The respondents are Lisa Roy, executive director of the Colorado Department of Early Childhood, and Dawn Odean, director of Colorado’s Universal Preschool Program.
The case lands in an area the Supreme Court has revisited repeatedly in recent years. In Smith, the court held that neutral and generally applicable laws usually do not violate the Free Exercise Clause. But in more recent cases — including Trinity Lutheran v. Comer, Espinoza v. Montana Department of Revenue and Carson v. Makin — the court has narrowed states’ ability to keep religious institutions out of public benefit programs simply because they are religious. Another relevant case, Fulton v. City of Philadelphia, addressed when a system of individualized or discretionary exemptions can trigger stronger free exercise protections.
The U.S. solicitor general’s office backed Supreme Court review. In an amicus brief filed Jan. 30, 2026, supporting the petitioners, the government said: “The government’s decision to file an uninvited certiorari-stage amicus brief reflects its views about the severity of the court of appeals’ error, the recurrence of the question presented, and the significant benefit that further clarity in this area of the law would provide to the lower courts, federal and state governments, and the public.”

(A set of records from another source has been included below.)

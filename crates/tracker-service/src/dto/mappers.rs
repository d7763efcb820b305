//! Entity to DTO mappers
//!
//! Implements `From` conversions from domain entities to response DTOs.

use tracker_core::entities::{Course, Member, Role};

use super::responses::{CourseResponse, MemberResponse, RoleResponse};

// ============================================================================
// Member Mappers
// ============================================================================

impl From<&Member> for MemberResponse {
    fn from(member: &Member) -> Self {
        Self {
            id: member.id,
            name: member.name.clone(),
            email: member.email.clone(),
            is_admin: member.is_admin,
            created_at: member.created_at,
            updated_at: member.updated_at,
        }
    }
}

impl From<Member> for MemberResponse {
    fn from(member: Member) -> Self {
        Self::from(&member)
    }
}

// ============================================================================
// Course Mappers
// ============================================================================

impl From<&Course> for CourseResponse {
    fn from(course: &Course) -> Self {
        Self {
            id: course.id,
            name: course.name.clone(),
            code: course.code.clone(),
            group: course.group.clone(),
            description: course.description.clone(),
            created_at: course.created_at,
            updated_at: course.updated_at,
        }
    }
}

impl From<Course> for CourseResponse {
    fn from(course: Course) -> Self {
        Self::from(&course)
    }
}

// ============================================================================
// Role Mappers
// ============================================================================

impl From<&Role> for RoleResponse {
    fn from(role: &Role) -> Self {
        Self {
            id: role.id,
            name: role.name.clone(),
            privilege: role.privilege,
        }
    }
}

impl From<Role> for RoleResponse {
    fn from(role: Role) -> Self {
        Self::from(&role)
    }
}

#[cfg(test)]
mod tests {
    use super::*;
    use chrono::Utc;
    use tracker_core::{MemberId, NewMember, Privilege, RoleId};

    #[test]
    fn test_member_response_hides_hash() {
        let member = NewMember::new("paul", "paul@atreides.com", "secret-hash", true)
            .unwrap()
            .into_member(MemberId::new(2), Utc::now());
        let response = MemberResponse::from(&member);
        assert_eq!(response.id, MemberId::new(2));
        assert!(response.is_admin);

        let json = serde_json::to_string(&response).unwrap();
        assert!(!json.contains("secret-hash"));
        assert!(json.contains(r#""id":2"#));
    }

    #[test]
    fn test_role_response() {
        let role = Role::new(RoleId::new(3), "Teacher", Privilege::new(20)).unwrap();
        let response = RoleResponse::from(role);
        assert_eq!(response.name, "Teacher");
        assert_eq!(response.privilege, Privilege::new(20));
    }
}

The petition seeking Supreme Court review was filed Nov. 13, 2025, and docketed Nov. 17, 2025. The justices have not yet publicly set a briefing schedule or argument date. The eventual ruling could shape not only Colorado’s preschool system, but also how states nationwide structure publicly funded education and child care programs that include religious providers while enforcing LGBTQ-inclusive nondiscrimination rules.